We firstly conducted a long-term in-situ field measurement at a marginal area (Hotan) of the southern Taklimakan Desert covering all four seasons. Detailed chemical characterization of dust aerosol over Hotan showed several unconventional features, including (1) ubiquity of high Na+ and Cl− abundances in the Taklimakan dust aerosol and its Cl−/Na+ ratio close to seawater; (2) high Ca content in the Taklimakan dust (7.4~8.0%) which was about two times of that in the natural crust; (3) high abundance of soluble sulfate concentrations and strong correlations between sulfate and Na+ and Cl− as well as typical mineral tracers such as Al and Ca. Our results collectively indicated that the dust aerosol from the Taklimakan Desert was characterized of evident paelo-oceanic signature as the Taklimakan Desert was found as an ocean in the ancient times from the perspective of paleogeology. It was estimated that primary sources dominated the total abundances of sulfate during the dust seasons while previous climate modeling works had seldom considered the cooling effects of sulfate from the Taklimakan Desert.
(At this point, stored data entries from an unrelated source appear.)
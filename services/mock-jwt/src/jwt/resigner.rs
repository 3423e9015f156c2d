//! Re-signing externally supplied drafts under a stored key.
//!
//! The draft's claims are kept exactly; its header and signature are
//! dropped. A differing `alg` in the draft is overridden, not rejected.

use crate::error::MockJwtError;
use crate::jwt::signer::TokenSigner;
use crate::jwt::unverified::parse_claims_unverified;
use crate::keys::{KeyStore, SigningAlgorithm};
use crate::metrics;
use std::sync::Arc;
use tracing::{debug, info, warn};

/// Re-signs drafts with keys from a shared [`KeyStore`].
#[derive(Debug, Clone)]
pub struct TokenResigner {
    store: Arc<KeyStore>,
}

impl TokenResigner {
    /// Re-signer backed by `store`.
    #[must_use]
    pub fn new(store: Arc<KeyStore>) -> Self {
        TokenResigner { store }
    }

    /// Re-sign `raw_token` with the key stored under `key_name`.
    ///
    /// The draft is parsed before the key is resolved, so a malformed draft
    /// never creates a key.
    ///
    /// # Errors
    ///
    /// `MalformedToken` for unparsable input, then the same errors as
    /// [`crate::jwt::TokenIssuer::issue`].
    pub fn resign(&self, key_name: &str, alg: &str, raw_token: &str) -> Result<String, MockJwtError> {
        self.try_resign(key_name, alg, raw_token).inspect_err(|e| {
            warn!(key_name = %key_name, algorithm = %alg, error = %e, "Token re-signing failed");
            metrics::record_signing_error(e.code());
        })
    }

    fn try_resign(&self, key_name: &str, alg: &str, raw_token: &str) -> Result<String, MockJwtError> {
        let draft = parse_claims_unverified(raw_token)?;
        if let Some(draft_alg) = draft.header.get("alg").and_then(|v| v.as_str()) {
            if !draft_alg.eq_ignore_ascii_case(alg) {
                debug!(draft_alg = %draft_alg, algorithm = %alg, "Overriding draft algorithm");
            }
        }

        let algorithm: SigningAlgorithm = alg.parse()?;
        let key = self.store.get_or_create_with(key_name, algorithm)?;
        let token = TokenSigner::new(&key, algorithm)?.sign_claims(&draft.claims)?;

        metrics::record_token_signed(metrics::FLOW_RESIGN, algorithm);
        info!(
            key_name = %key_name,
            algorithm = %algorithm,
            claims = draft.claims.len(),
            "Re-signed token"
        );
        Ok(token)
    }
}
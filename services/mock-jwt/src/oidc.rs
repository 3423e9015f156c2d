//! Minimal OpenID Connect discovery document.
//!
//! Just enough for relying parties that take a provider URI instead of a
//! JWKS URI to find the key set.

use crate::keys::SigningAlgorithm;
use serde::{Deserialize, Serialize};
use std::env;

/// Path of the key set, relative to the issuer.
pub const JWKS_PATH: &str = "/.well-known/jwks.json";

/// Served at `/.well-known/openid-configuration`.
#[derive(Debug, Clone, Serialize, Deserialize, PartialEq, Eq)]
pub struct OidcConfiguration {
    /// Absolute URL of the key set
    pub jwks_uri: String,
    /// Issuer identifier
    pub issuer: String,
    /// Every algorithm this service can sign with
    pub id_token_signing_alg_values_supported: Vec<String>,
    /// Always `id_token`
    pub response_types_supported: Vec<String>,
    /// Always `public`
    pub subject_types_supported: Vec<String>,
}

impl OidcConfiguration {
    /// Discovery document for `issuer`, used verbatim as the URL prefix.
    pub fn new(issuer: &str) -> Self {
        OidcConfiguration {
            jwks_uri: format!("{issuer}{JWKS_PATH}"),
            issuer: issuer.to_string(),
            id_token_signing_alg_values_supported: SigningAlgorithm::SUPPORTED
                .iter()
                .map(|alg| alg.as_str().to_string())
                .collect(),
            response_types_supported: vec!["id_token".to_string()],
            subject_types_supported: vec!["public".to_string()],
        }
    }

    /// Discovery document for the raw `ISSUER` variable (empty when unset).
    pub fn from_env() -> Self {
        Self::new(&env::var("ISSUER").unwrap_or_default())
    }
}
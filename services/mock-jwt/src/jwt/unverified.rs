//! Reading a token WITHOUT checking its signature or any claim.
//!
//! The re-signing flow takes drafts that are unsigned or signed by someone
//! else, so nothing here may be reused where a signature must be trusted.

use crate::error::MockJwtError;
use crate::jwt::claims::ClaimSet;
use crate::jwt::serializer::decode_segment;
use serde_json::{Map, Value};

/// Header and payload of a token whose signature was ignored.
#[derive(Debug, Clone, PartialEq)]
pub struct UnverifiedToken {
    /// Draft header, kept only for logging
    pub header: Map<String, Value>,
    /// Draft payload
    pub claims: ClaimSet,
}

/// Split a compact token into header and claims.
///
/// Accepts two segments (`header.payload`) or three, in which case the
/// signature segment is ignored. Expired or not-yet-valid tokens parse fine.
///
/// # Errors
///
/// Returns [`MockJwtError::MalformedToken`] on a wrong segment count or a
/// segment that is not base64url-encoded JSON object.
pub fn parse_claims_unverified(raw: &str) -> Result<UnverifiedToken, MockJwtError> {
    let segments: Vec<&str> = raw.trim().split('.').collect();
    if !(2..=3).contains(&segments.len()) {
        return Err(MockJwtError::malformed(format!(
            "token contains an invalid number of segments: {}",
            segments.len()
        )));
    }

    let header = decode_segment(segments[0], "header")?;
    let claims: Map<String, Value> = decode_segment(segments[1], "payload")?;

    Ok(UnverifiedToken {
        header,
        claims: ClaimSet::from(claims),
    })
}
//! Compact JWS serialization: `base64url(header).base64url(payload).base64url(signature)`.

use crate::error::MockJwtError;
use base64::engine::general_purpose::URL_SAFE_NO_PAD;
use base64::Engine;
use serde::de::DeserializeOwned;
use serde::Serialize;

/// Serialize `value` as JSON and base64url-encode it without padding.
///
/// # Errors
///
/// Returns [`MockJwtError::SigningFailed`] if `value` cannot be serialized.
pub fn encode_segment<T: Serialize>(value: &T) -> Result<String, MockJwtError> {
    let json = serde_json::to_vec(value)
        .map_err(|e| MockJwtError::signing(format!("serialization failed: {e}")))?;
    Ok(URL_SAFE_NO_PAD.encode(json))
}

/// Decode one base64url segment and parse it as JSON.
///
/// Trailing `=` padding is tolerated.
///
/// # Errors
///
/// Returns [`MockJwtError::MalformedToken`] naming `what` on bad base64 or JSON.
pub fn decode_segment<T: DeserializeOwned>(segment: &str, what: &str) -> Result<T, MockJwtError> {
    let bytes = URL_SAFE_NO_PAD
        .decode(segment.trim_end_matches('='))
        .map_err(|e| MockJwtError::malformed(format!("{what} is not valid base64url: {e}")))?;

    serde_json::from_slice(&bytes)
        .map_err(|e| MockJwtError::malformed(format!("{what} is not a JSON object: {e}")))
}

/// `header.payload`, the bytes a JWS signature covers.
///
/// # Errors
///
/// Returns [`MockJwtError::SigningFailed`] if either part fails to serialize.
pub fn signing_input<H: Serialize, C: Serialize>(header: &H, claims: &C) -> Result<String, MockJwtError> {
    Ok(format!("{}.{}", encode_segment(header)?, encode_segment(claims)?))
}
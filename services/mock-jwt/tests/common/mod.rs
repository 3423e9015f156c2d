//! Shared helpers for integration tests.
//!
//! Signatures are checked only against what the key set publishes, the way
//! a relying party would.

#![allow(dead_code)]

use base64::engine::general_purpose::URL_SAFE_NO_PAD;
use base64::Engine;
use jsonwebtoken::{Algorithm, DecodingKey};
use mock_jwt::jwks::Jwk;
use p256::ecdsa::signature::Verifier;
use serde_json::Value;

pub const ALL_ALGORITHMS: [&str; 9] = [
    "RS256", "RS384", "RS512", "ES256", "ES384", "ES512", "HS256", "HS384", "HS512",
];

/// Decode a base64url JSON segment of a compact token.
pub fn decode_segment(segment: &str) -> Value {
    let bytes = URL_SAFE_NO_PAD.decode(segment).unwrap();
    serde_json::from_slice(&bytes).unwrap()
}

/// Header and payload of a compact token.
pub fn header_and_payload(token: &str) -> (Value, Value) {
    let mut parts = token.split('.');
    let header = decode_segment(parts.next().unwrap());
    let payload = decode_segment(parts.next().unwrap());
    (header, payload)
}

/// Base64url-encode a draft header and payload, without a signature segment.
pub fn draft(header: &str, payload: &str) -> String {
    format!("{}.{}", URL_SAFE_NO_PAD.encode(header), URL_SAFE_NO_PAD.encode(payload))
}

fn b64(field: &Option<String>) -> Vec<u8> {
    URL_SAFE_NO_PAD.decode(field.as_deref().unwrap()).unwrap()
}

fn sec1_point(jwk: &Jwk) -> Vec<u8> {
    let mut point = vec![0x04];
    point.extend(b64(&jwk.x));
    point.extend(b64(&jwk.y));
    point
}

/// Verify a compact token's signature with the algorithm in its header and
/// the published key material.
pub fn verify_with_jwk(token: &str, jwk: &Jwk) -> bool {
    let (input, signature) = token.rsplit_once('.').unwrap();
    let (header, _) = header_and_payload(token);
    let alg = header["alg"].as_str().unwrap();

    match alg {
        "RS256" | "RS384" | "RS512" => {
            let key = DecodingKey::from_rsa_components(
                jwk.n.as_deref().unwrap(),
                jwk.e.as_deref().unwrap(),
            )
            .unwrap();
            jsonwebtoken::crypto::verify(signature, input.as_bytes(), &key, alg.parse().unwrap())
                .unwrap()
        }
        "HS256" | "HS384" | "HS512" => {
            let key = DecodingKey::from_secret(&b64(&jwk.k));
            let alg: Algorithm = alg.parse().unwrap();
            jsonwebtoken::crypto::verify(signature, input.as_bytes(), &key, alg).unwrap()
        }
        "ES256" => {
            let key = p256::ecdsa::VerifyingKey::from_sec1_bytes(&sec1_point(jwk)).unwrap();
            let sig = p256::ecdsa::Signature::from_slice(&URL_SAFE_NO_PAD.decode(signature).unwrap())
                .unwrap();
            key.verify(input.as_bytes(), &sig).is_ok()
        }
        "ES384" => {
            let key = p384::ecdsa::VerifyingKey::from_sec1_bytes(&sec1_point(jwk)).unwrap();
            let sig = p384::ecdsa::Signature::from_slice(&URL_SAFE_NO_PAD.decode(signature).unwrap())
                .unwrap();
            key.verify(input.as_bytes(), &sig).is_ok()
        }
        "ES512" => {
            let key = p521::ecdsa::VerifyingKey::from_sec1_bytes(&sec1_point(jwk)).unwrap();
            let sig = p521::ecdsa::Signature::from_slice(&URL_SAFE_NO_PAD.decode(signature).unwrap())
                .unwrap();
            key.verify(input.as_bytes(), &sig).is_ok()
        }
        other => panic!("unexpected algorithm {other}"),
    }
}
Impact of mixed anthropogenic and natural emissions on air quality and eco-environment—the major water-soluble components in aerosols from northwest to offshore isle

Based on more than 300 atmospheric TSP and PM2.5 samples collected at five sites over China in 2007 and 2008, characteristics, sources, and interactions of the major water-soluble species were investigated for a better understanding of their role in urban air quality and offshore eco-environment. From the dust source regions in Northwestern China to an offshore isle over the East China Sea, concentration levels and fine/coarse particle distributions of five representative water-soluble components were well elucidated, reflecting the distinct differences of geo-history, location, and present economic situation among the target areas. NO3−/SO42− mass ratios reflected significant divergence of motorization among the studied regions. Specifically, a case study during the World Car-Free Day proved that traffic restriction measures could indeed help mitigate the aerosol species formed from vehicle emissions. Investigation on the molar concentration stoichiometry and mass percentage variations of particulate NO3−, SO42−, and NH4+ revealed that NH3 was a driving factor in the formation of major secondary water-soluble ions in atmospheric fine particles over urban areas. Based on the prevailing wind analysis, observation over an offshore isle clearly indicated the influence of the relative strength of anthropogenic sources and ocean-related natural sources on the formation and size distribution of MSA (methanesulfonic acid), a major water-soluble organic component in aerosol. Annual dry deposition flux of particulate NO3− and NH4+ over the East China Sea was estimated based on the strength of an improved calculation formula. Reductive nitrogen was found to be the major form of the deposited atmospheric inorganic nitrogen, accounting for ~ 69% of the total nitrogen depositions.